▶ What is required
Scan the entries and tally the lines that include the string "binding". Reply with the figure alone.

━━━ Data for processing

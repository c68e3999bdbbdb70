use std::io::{Error as IoError, ErrorKind as IoErrorKind};
use std::os::unix::fs::FileTypeExt;
use std::os::unix::net::UnixStream as StdUnixStream;
use std::path::{Path, PathBuf};
use std::sync::Arc;

use snafu::prelude::*;
use tokio::io::DuplexStream;
use tokio::net::UnixListener as TokioUnixListener;
use tokio::sync::mpsc::{self, Receiver, Sender};

use crate::utils::stream::Stream;

/// Source of observer connections for the server.
#[async_trait::async_trait]
pub trait Listener: Send + Sync {
    /// Wait for the next observer and return its stream.
    ///
    /// # Errors
    ///
    /// This function will return an error if no connection could be accepted.
    async fn accept(&self) -> Result<Box<dyn Stream>, ListenError>;
}

/// An error for binding and accepting.
#[derive(Debug, Snafu)]
#[non_exhaustive]
pub enum ListenError {
    #[snafu(display("Endpoint {endpoint} is occupied"))]
    InUse { endpoint: String },
    #[snafu(display("Could not remove stale socket {endpoint}"))]
    Stale {
        endpoint: String,
        #[snafu(source(from(IoError, Arc::new)))]
        source: Arc<IoError>,
    },
    #[snafu(display("Could not bind to {endpoint}"))]
    Bind {
        endpoint: String,
        #[snafu(source(from(IoError, Arc::new)))]
        source: Arc<IoError>,
    },
    #[snafu(display("Could not accept connection due to system error"))]
    Accept {
        #[snafu(source(from(IoError, Arc::new)))]
        source: Arc<IoError>,
    },
    #[snafu(display("No peer is waiting for connections"))]
    Closed,
}

/// A [`Listener`] on a UNIX socket. The socket file is removed again when the
/// listener is dropped.
#[derive(Debug)]
pub struct UnixListener {
    listener: TokioUnixListener,
    path: PathBuf,
}

impl UnixListener {
    /// Bind to the socket at `path`. A socket left behind by a daemon that
    /// is gone is replaced, while a socket that still accepts connections or
    /// any other file is never touched.
    ///
    /// # Errors
    ///
    /// This function will return an error if the endpoint is occupied or
    /// binding fails.
    pub fn new<P: AsRef<Path>>(path: P) -> Result<Self, ListenError> {
        let path = path.as_ref();
        let endpoint = || path.to_string_lossy().into_owned();

        if let Ok(metadata) = std::fs::symlink_metadata(path) {
            let stale = metadata.file_type().is_socket() && StdUnixStream::connect(path).is_err();
            ensure!(stale, InUseSnafu { endpoint: endpoint() });

            tracing::warn!(socket = %path.display(), "Replacing stale socket");
            std::fs::remove_file(path).context(StaleSnafu { endpoint: endpoint() })?;
        }

        let listener = TokioUnixListener::bind(path).map_err(|err| match err.kind() {
            IoErrorKind::AddrInUse => InUseSnafu { endpoint: endpoint() }.build(),
            _ => ListenError::Bind {
                endpoint: endpoint(),
                source: Arc::new(err),
            },
        })?;

        Ok(Self {
            listener,
            path: path.to_path_buf(),
        })
    }

    /// Path of the bound socket.
    pub fn path(&self) -> &Path {
        &self.path
    }
}

impl Drop for UnixListener {
    fn drop(&mut self) {
        match std::fs::remove_file(&self.path) {
            Ok(()) => tracing::debug!(socket = %self.path.display(), "Removed socket"),
            Err(err) if err.kind() == IoErrorKind::NotFound => {}
            Err(err) => {
                tracing::warn!(%err, socket = %self.path.display(), "Could not remove socket");
            }
        }
    }
}

#[async_trait::async_trait]
impl Listener for UnixListener {
    async fn accept(&self) -> Result<Box<dyn Stream>, ListenError> {
        let (stream, _) = self.listener.accept().await.context(AcceptSnafu)?;
        Ok(Box::new(stream))
    }
}

/// A [`Listener`] handing out in-memory [`DuplexStream`]s, whose other ends
/// arrive on the returned receiver. Used by tests.
#[derive(Debug)]
pub struct DuplexListener {
    peer: Sender<DuplexStream>,
    buffer_size: usize,
}

impl DuplexListener {
    pub fn new(buffer_size: usize) -> (Self, Receiver<DuplexStream>) {
        let (peer, receiver) = mpsc::channel(1);
        (Self { peer, buffer_size }, receiver)
    }
}

#[async_trait::async_trait]
impl Listener for DuplexListener {
    async fn accept(&self) -> Result<Box<dyn Stream>, ListenError> {
        let (local, remote) = tokio::io::duplex(self.buffer_size);
        self.peer.send(remote).await.map_err(|_| ListenError::Closed)?;
        Ok(Box::new(local))
    }
}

━━━━━━

▶ The answer
2